*What is needed*. Transcribe the listing from its top line through the line with "pub mod orchestrator;". Keep it exact, both ends included, and add nothing.

*Exercise input*.
====

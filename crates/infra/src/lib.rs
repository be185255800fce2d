//! Infrastructure layer: job store, workers, persistence and the orchestrator.
//!
//! - [`jobs`]: claimable step jobs (in-memory and Postgres) and the worker pool
//! - [`executions`]: versioned execution store with append-only step records
//!   (in-memory and Postgres)
//! - [`dlq`]: dead letter queue with an append-only reprocess log (in-memory
//!   and Postgres)
//! - [`retry`]: backoff + jitter scheduling of new attempts
//! - [`idempotency`]: processed-key store for handler-side deduplication
//! - [`orchestrator`]: execution state machine, compensation engine, admin
//!   operations

pub mod config;
pub mod definitions;
pub mod dlq;
pub mod error;
pub mod executions;
pub mod idempotency;
pub mod jobs;
pub mod orchestrator;
pub mod retry;

#[cfg(test)]
mod integration_tests;

pub use config::EngineConfig;
pub use definitions::InMemoryDefinitionSource;
pub use dlq::{
    DeadLetterEntry, DeadLetterError, DeadLetterListing, DeadLetterStore, DepthChange,
    InMemoryDeadLetterStore, PostgresDeadLetterStore, ReprocessRecord,
};
pub use error::EngineError;
pub use executions::{
    ExecutionStore, ExecutionStoreError, InMemoryExecutionStore, PostgresExecutionStore,
};
pub use idempotency::{
    DedupingHandler, InMemoryProcessedKeyStore, KeyClaim, ProcessedKeyError, ProcessedKeyStore,
};
pub use jobs::{
    ClaimToken, ClaimedJob, Disposition, InMemoryJobStore, Job, JobProcessor, JobStore,
    JobStoreError, PostgresJobStore, StepJob, WorkerPool, WorkerPoolConfig, WorkerPoolHandle,
    WorkerStats,
};
pub use orchestrator::{
    ExecutionReport, Orchestrator, OrchestratorBuilder, OrchestratorSettings, StartExecution,
    StepExecutor, StepRequest,
};
pub use retry::{JitterSource, NoJitter, RandomJitter, RetryScheduler};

====

*Result*.
filename crates/infra/src/lib.rs
repository be185255800fce2d
//! Infrastructure layer: job store, workers, persistence and the orchestrator.
//!
//! - [`jobs`]: claimable step jobs (in-memory and Postgres) and the worker pool
//! - [`executions`]: versioned execution store with append-only step records
//!   (in-memory and Postgres)
//! - [`dlq`]: dead letter queue with an append-only reprocess log (in-memory
//!   and Postgres)
//! - [`retry`]: backoff + jitter scheduling of new attempts
//! - [`idempotency`]: processed-key store for handler-side deduplication
//! - [`orchestrator`]: execution state machine, compensation engine, admin
//!   operations

pub mod config;
pub mod definitions;
pub mod dlq;
pub mod error;
pub mod executions;
pub mod idempotency;
pub mod jobs;
pub mod orchestrator;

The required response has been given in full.